Graph-based Multi-view Binary Learning for Image Clustering
This work addresses the need for more effective binary code learning in large-scale image clustering by integrating multi-view information and graph structure, though it is incremental as it builds on existing hashing techniques.
The paper tackles the problem of incomplete structure and lack of complementary information in single-view hashing methods for image clustering by proposing GMBL, a graph-based multi-view binary learning algorithm that preserves original data structure and automatically weights views, achieving superior clustering performance on five public datasets.

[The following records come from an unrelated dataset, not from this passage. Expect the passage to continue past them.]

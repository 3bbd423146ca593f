//! Gift card model and validity rules.

use cartwright_core::{GiftCardId, StoreId};
use chrono::{DateTime, Utc};
use rust_decimal::Decimal;
use serde::{Deserialize, Serialize};

/// A gift card, as seen by checkout.
///
/// Like the cart line items, this is a read model: the caller loads the
/// card (with its usage history) and checkout only answers questions
/// about it.
#[derive(Debug, Clone, PartialEq, Eq, Serialize, Deserialize)]
pub struct GiftCard {
    /// Gift card ID.
    pub id: GiftCardId,
    /// The code the customer redeems, e.g. `"1fa0e4a5-72b9"`.
    pub coupon_code: String,
    /// Initial value of the card.
    pub amount: Decimal,
    /// Whether the card has been activated for use.
    pub is_activated: bool,
    /// Store the card is restricted to. `None` means any store.
    pub store_id: Option<StoreId>,
    /// Amounts already spent from the card, one entry per use.
    pub used_amounts: Vec<Decimal>,
    /// When the card was created.
    pub created_on: DateTime<Utc>,
}

impl GiftCard {
    /// Value left on the card. Never negative.
    #[must_use]
    pub fn remaining_amount(&self) -> Decimal {
        let used: Decimal = self.used_amounts.iter().sum();
        (self.amount - used).max(Decimal::ZERO)
    }

    /// Whether the card can be applied to an order in `store_id`.
    ///
    /// A card is usable when it is activated, has value left, and either
    /// carries no store restriction or is restricted to this store.
    #[must_use]
    pub fn is_valid(&self, store_id: StoreId) -> bool {
        if !self.is_activated {
            return false;
        }

        if self.remaining_amount() <= Decimal::ZERO {
            return false;
        }

        self.store_id.is_none_or(|restricted| restricted == store_id)
    }
}

/// Filter the gift cards a customer applied down to the ones that are
/// actually usable for an order in `store_id`.
///
/// `coupon_codes` are the codes the customer entered at checkout; cards
/// whose code is not among them are skipped without being validated.
#[must_use]
pub fn active_gift_cards<'a>(
    cards: &'a [GiftCard],
    store_id: StoreId,
    coupon_codes: &[String],
) -> Vec<&'a GiftCard> {
    cards
        .iter()
        .filter(|card| coupon_codes.contains(&card.coupon_code))
        .filter(|card| card.is_valid(store_id))
        .collect()
}
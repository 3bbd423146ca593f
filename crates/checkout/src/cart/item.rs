//! Cart line-item model.
//!
//! These are read models: the checkout crate consumes them but does not own
//! their persistence. Callers are expected to load items with their product
//! and customer references already resolved.

use cartwright_core::{CartItemId, CustomerId, ProductId, RecurringCyclePeriod};
use chrono::{DateTime, Utc};
use serde::{Deserialize, Serialize};

/// A purchasable product, as seen by the checkout logic.
#[derive(Debug, Clone, PartialEq, Eq, Serialize, Deserialize)]
pub struct Product {
    /// Product ID.
    pub id: ProductId,
    /// Display name.
    pub name: String,
    /// Whether the product is billed/shipped on a recurring schedule.
    pub is_recurring: bool,
    /// Length of one recurring cycle, e.g. 30.
    pub recurring_cycle_length: i32,
    /// Unit of the recurring cycle.
    pub recurring_cycle_period: RecurringCyclePeriod,
    /// Total number of cycles before the subscription ends.
    pub recurring_total_cycles: i32,
}

impl Product {
    /// A one-off (non-recurring) product.
    #[must_use]
    pub fn one_off(id: ProductId, name: impl Into<String>) -> Self {
        Self {
            id,
            name: name.into(),
            is_recurring: false,
            recurring_cycle_length: 0,
            recurring_cycle_period: RecurringCyclePeriod::default(),
            recurring_total_cycles: 0,
        }
    }

    /// A recurring product with the given schedule.
    #[must_use]
    pub fn recurring(
        id: ProductId,
        name: impl Into<String>,
        cycle_length: i32,
        cycle_period: RecurringCyclePeriod,
        total_cycles: i32,
    ) -> Self {
        Self {
            id,
            name: name.into(),
            is_recurring: true,
            recurring_cycle_length: cycle_length,
            recurring_cycle_period: cycle_period,
            recurring_total_cycles: total_cycles,
        }
    }
}

/// The customer a cart belongs to.
#[derive(Debug, Clone, PartialEq, Eq, Serialize, Deserialize)]
pub struct Customer {
    /// Customer ID.
    pub id: CustomerId,
    /// Email, if the customer has one on file.
    pub email: Option<String>,
}

/// One line of a shopping cart.
///
/// `product` may be `None` when the referenced product could not be
/// resolved (deleted, unpublished, or simply not eagerly loaded). Most
/// aggregate queries treat that as "not interesting"; schedule
/// reconciliation treats it as a data-integrity failure. `product_id` is
/// kept separately so the failure can still name the product.
#[derive(Debug, Clone, PartialEq, Eq, Serialize, Deserialize)]
pub struct CartItem {
    /// Line-item ID.
    pub id: CartItemId,
    /// Units of the product in this line. Never negative.
    pub quantity: i32,
    /// Whether this line requires physical shipping.
    pub shipping_enabled: bool,
    /// The referenced product's ID.
    pub product_id: ProductId,
    /// The resolved product, when available.
    pub product: Option<Product>,
    /// Owner of the cart. The same customer for every line of a cart.
    pub customer: Customer,
    /// When the line was added to the cart.
    pub created_on: DateTime<Utc>,
}

impl CartItem {
    /// A line item holding `quantity` units of `product`.
    #[must_use]
    pub fn new(id: CartItemId, quantity: i32, product: Product, customer: Customer) -> Self {
        Self {
            id,
            quantity,
            shipping_enabled: false,
            product_id: product.id,
            product: Some(product),
            customer,
            created_on: Utc::now(),
        }
    }

    /// Mark this line as requiring physical shipping.
    #[must_use]
    pub fn with_shipping(mut self) -> Self {
        self.shipping_enabled = true;
        self
    }

    /// Drop the resolved product, keeping only the dangling reference.
    #[must_use]
    pub fn with_unresolved_product(mut self) -> Self {
        self.product = None;
        self
    }
}
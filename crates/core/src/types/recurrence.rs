//! Recurring-order value types.
//!
//! Recurring products are billed and shipped on a repeating schedule
//! described by a cycle length, a cycle period and a total cycle count.
//! [`RecurringCycleInfo`] is the reconciled schedule for a whole cart.

use serde::{Deserialize, Serialize};

/// Unit of a recurring product's billing cycle.
#[derive(Debug, Clone, Copy, PartialEq, Eq, Hash, Serialize, Deserialize, Default)]
#[serde(rename_all = "SCREAMING_SNAKE_CASE")]
pub enum RecurringCyclePeriod {
    #[default]
    Days,
    Weeks,
    Months,
    Years,
}

impl std::fmt::Display for RecurringCyclePeriod {
    fn fmt(&self, f: &mut std::fmt::Formatter<'_>) -> std::fmt::Result {
        match self {
            Self::Days => write!(f, "days"),
            Self::Weeks => write!(f, "weeks"),
            Self::Months => write!(f, "months"),
            Self::Years => write!(f, "years"),
        }
    }
}

/// The reconciled recurring schedule of a shopping cart.
///
/// Produced by scanning the cart's line items in order: the first recurring
/// item populates the cycle fields, and later recurring items either agree
/// with them or set [`error_message`](Self::error_message). A cart with no
/// recurring items yields the default (all fields `None`).
///
/// The struct has no persisted identity; it is built fresh per computation
/// and handed back to the caller as a plain value.
#[derive(Debug, Clone, PartialEq, Eq, Serialize, Deserialize, Default)]
pub struct RecurringCycleInfo {
    /// Cycle length of the first recurring item, e.g. 30.
    pub cycle_length: Option<i32>,
    /// Cycle period of the first recurring item, e.g. days.
    pub cycle_period: Option<RecurringCyclePeriod>,
    /// Total number of cycles of the first recurring item.
    pub total_cycles: Option<i32>,
    /// Localized conflict message, set when two recurring items disagree.
    ///
    /// Conflicts are reported as data, not as errors: callers decide what
    /// to do with a conflicting cart (typically block order placement).
    pub error_message: Option<String>,
}

impl RecurringCycleInfo {
    /// Whether a recurring item has populated the cycle fields yet.
    #[must_use]
    pub const fn has_values(&self) -> bool {
        self.cycle_length.is_some() && self.cycle_period.is_some() && self.total_cycles.is_some()
    }

    /// Whether a schedule conflict was detected.
    #[must_use]
    pub const fn has_conflict(&self) -> bool {
        self.error_message.is_some()
    }
}

#[cfg(test)]
#[allow(clippy::unwrap_used)]
mod tests {
    use super::*;

    #[test]
    fn test_default_has_no_values() {
        let info = RecurringCycleInfo::default();
        assert!(!info.has_values());
        assert!(!info.has_conflict());
    }

    #[test]
    fn test_has_values_requires_all_fields() {
        let info = RecurringCycleInfo {
            cycle_length: Some(30),
            cycle_period: Some(RecurringCyclePeriod::Days),
            total_cycles: None,
            error_message: None,
        };
        assert!(!info.has_values());

        let info = RecurringCycleInfo {
            total_cycles: Some(12),
            ..info
        };
        assert!(info.has_values());
    }

    #[test]
    fn test_period_serde_format() {
        let json = serde_json::to_string(&RecurringCyclePeriod::Weeks).unwrap();
        assert_eq!(json, "\"WEEKS\"");

        let parsed: RecurringCyclePeriod = serde_json::from_str("\"MONTHS\"").unwrap();
        assert_eq!(parsed, RecurringCyclePeriod::Months);
    }

    #[test]
    fn test_period_display() {
        assert_eq!(RecurringCyclePeriod::Years.to_string(), "years");
    }
}
//! Cartwright Checkout - cart aggregation and gift card services.
//!
//! This crate holds the checkout-adjacent domain logic that does not touch
//! storage or the network:
//!
//! - [`cart`] - line-item model and aggregate queries over a cart
//!   (shipping requirement, total quantity, recurring-schedule
//!   reconciliation)
//! - [`giftcards`] - gift card model, validity rules and activation-code
//!   generation
//! - [`localization`] - the resource-lookup seam used for customer-facing
//!   messages
//!
//! Everything here is synchronous and stateless: functions operate on their
//! inputs and allocate fresh results, so they are safe to call from any
//! number of threads without coordination. Persistence and checkout
//! orchestration belong to the callers.

#![cfg_attr(not(test), forbid(unsafe_code))]

pub mod cart;
pub mod error;
pub mod giftcards;
pub mod localization;

pub use error::CartError;
// Terminal event loop

use super::dashboard::Dashboard;
use super::event::Event;
use super::tasks::TaskRunner;
use crate::config::DashboardConfig;
use crate::docker_repo::RuntimeClient;
use crossterm::{
    cursor::{Hide, Show},
    event::{self as term, Event as TermEvent, KeyEventKind},
    execute,
    terminal::{EnterAlternateScreen, LeaveAlternateScreen, disable_raw_mode, enable_raw_mode},
};
use ratatui::{Terminal, backend::CrosstermBackend};
use std::io::{self, Stdout};
use std::path::PathBuf;
use std::sync::Arc;
use std::sync::atomic::{AtomicBool, Ordering};
use std::thread::JoinHandle;
use std::time::Duration;
use tokio::sync::mpsc::{self, UnboundedSender};

const INPUT_POLL: Duration = Duration::from_millis(200);

/// Raw mode + alternate screen for the guard's lifetime. Restores the terminal
/// on drop, and from a panic hook so the panic message lands on a sane screen.
pub struct TerminalGuard {
    terminal: Terminal<CrosstermBackend<Stdout>>,
}

impl TerminalGuard {
    pub fn new() -> io::Result<Self> {
        enable_raw_mode()?;
        let mut stdout = io::stdout();
        if let Err(e) = execute!(stdout, EnterAlternateScreen, Hide) {
            restore();
            return Err(e);
        }

        let previous = std::panic::take_hook();
        std::panic::set_hook(Box::new(move |info| {
            restore();
            previous(info);
        }));

        let terminal = Terminal::new(CrosstermBackend::new(stdout))?;
        Ok(Self { terminal })
    }

    pub fn terminal(&mut self) -> &mut Terminal<CrosstermBackend<Stdout>> {
        &mut self.terminal
    }
}

impl Drop for TerminalGuard {
    fn drop(&mut self) {
        restore();
    }
}

fn restore() {
    let _ = disable_raw_mode();
    let _ = execute!(io::stdout(), LeaveAlternateScreen, Show);
}

/// Forward key presses and resizes until `stop` is set or the queue closes.
fn spawn_input_thread(tx: UnboundedSender<Event>, stop: Arc<AtomicBool>) -> JoinHandle<()> {
    std::thread::spawn(move || {
        while !stop.load(Ordering::Relaxed) {
            match term::poll(INPUT_POLL) {
                Ok(false) => continue,
                Ok(true) => {}
                Err(e) => {
                    tracing::warn!(error = %e, "terminal poll failed");
                    break;
                }
            }
            let event = match term::read() {
                Ok(TermEvent::Key(key)) if key.kind == KeyEventKind::Press => Event::Key(key),
                Ok(TermEvent::Resize(width, height)) => Event::Resize { width, height },
                Ok(_) => continue,
                Err(e) => {
                    tracing::warn!(error = %e, "terminal read failed");
                    break;
                }
            };
            if tx.send(event).is_err() {
                break;
            }
        }
    })
}

/// Run the interactive dashboard until the user quits.
///
/// Single consumer: the loop pops an [`Event`], lets the [`Dashboard`] fold
/// it, spawns the returned tasks and redraws. Keys and resizes come from a
/// dedicated OS thread through the same queue as task results.
pub async fn run<C: RuntimeClient>(
    client: C,
    config: DashboardConfig,
    config_path: Option<PathBuf>,
) -> anyhow::Result<()> {
    let mut guard = TerminalGuard::new()?;
    let (tx, mut rx) = mpsc::unbounded_channel();
    let runner = TaskRunner::new(Arc::new(client), tx.clone());

    let stop = Arc::new(AtomicBool::new(false));
    let input = spawn_input_thread(tx, Arc::clone(&stop));

    let mut dashboard = Dashboard::new(config, config_path);
    let size = guard.terminal().size()?;
    dashboard.handle(Event::Resize {
        width: size.width,
        height: size.height,
    });
    runner.spawn_all(dashboard.initialize());
    guard.terminal().draw(|f| dashboard.render(f))?;
    tracing::info!("dashboard started");

    let result = async {
        while let Some(event) = rx.recv().await {
            let tasks = dashboard.handle(event);
            if dashboard.should_quit() {
                break;
            }
            runner.spawn_all(tasks);
            guard.terminal().draw(|f| dashboard.render(f))?;
        }
        anyhow::Ok(())
    }
    .await;

    stop.store(true, Ordering::Relaxed);
    drop(rx);
    if input.join().is_err() {
        tracing::warn!("input thread panicked");
    }
    drop(guard);
    tracing::info!("dashboard stopped");
    result
}
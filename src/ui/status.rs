// Prompt / error line above the help bar

use super::theme::Theme;
use ratatui::{
    Frame,
    layout::Rect,
    style::{Modifier, Style},
    text::{Line, Span},
    widgets::Paragraph,
};

#[derive(Debug, Clone, PartialEq, Eq)]
pub enum StatusLine {
    /// Text entry in progress, e.g. `Filter: ng`.
    Prompt { label: &'static str, buffer: String },
    Error(String),
}

impl StatusLine {
    pub fn to_line(&self) -> Line<'static> {
        match self {
            StatusLine::Prompt { label, buffer } => Line::from(vec![
                Span::styled(
                    format!("{label}: "),
                    Style::default()
                        .fg(Theme::YELLOW)
                        .add_modifier(Modifier::BOLD),
                ),
                Span::raw(buffer.clone()),
                Span::styled("█", Style::default().fg(Theme::WHITE)),
            ]),
            StatusLine::Error(message) => {
                Line::from(Span::styled(format!("Error: {message}"), Theme::error()))
            }
        }
    }

    pub fn render(&self, frame: &mut Frame, area: Rect) {
        frame.render_widget(Paragraph::new(self.to_line()), area);
    }
}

Hashing techniques, also known as binary code learning, have recently gained increasing attention in large-scale data analysis and storage. Generally, most existing hash clustering methods are single-view ones, which lack complete structure or complementary information from multiple views. For cluster tasks, abundant prior researches mainly focus on learning discrete hash code while few works take original data structure into consideration. To address these problems, we propose a novel binary code algorithm for clustering, which adopts graph embedding to preserve the original data structure, called (Graph-based Multi-view Binary Learning) GMBL in this paper. GMBL mainly focuses on encoding the information of multiple views into a compact binary code, which explores complementary information from multiple views. In particular, in order to maintain the graph-based structure of the original data, we adopt a Laplacian matrix to preserve the local linear relationship of the data and map it to the Hamming space. Considering different views have distinctive contributions to the final clustering results, GMBL adopts a strategy of automatically assign weights for each view to better guide the clustering. Finally, An alternating iterative optimization method is adopted to optimize discrete binary codes directly instead of relaxing the binary constraint in two steps. Experiments on five public datasets demonstrate the superiority of our proposed method compared with previous approaches in terms of clustering performance.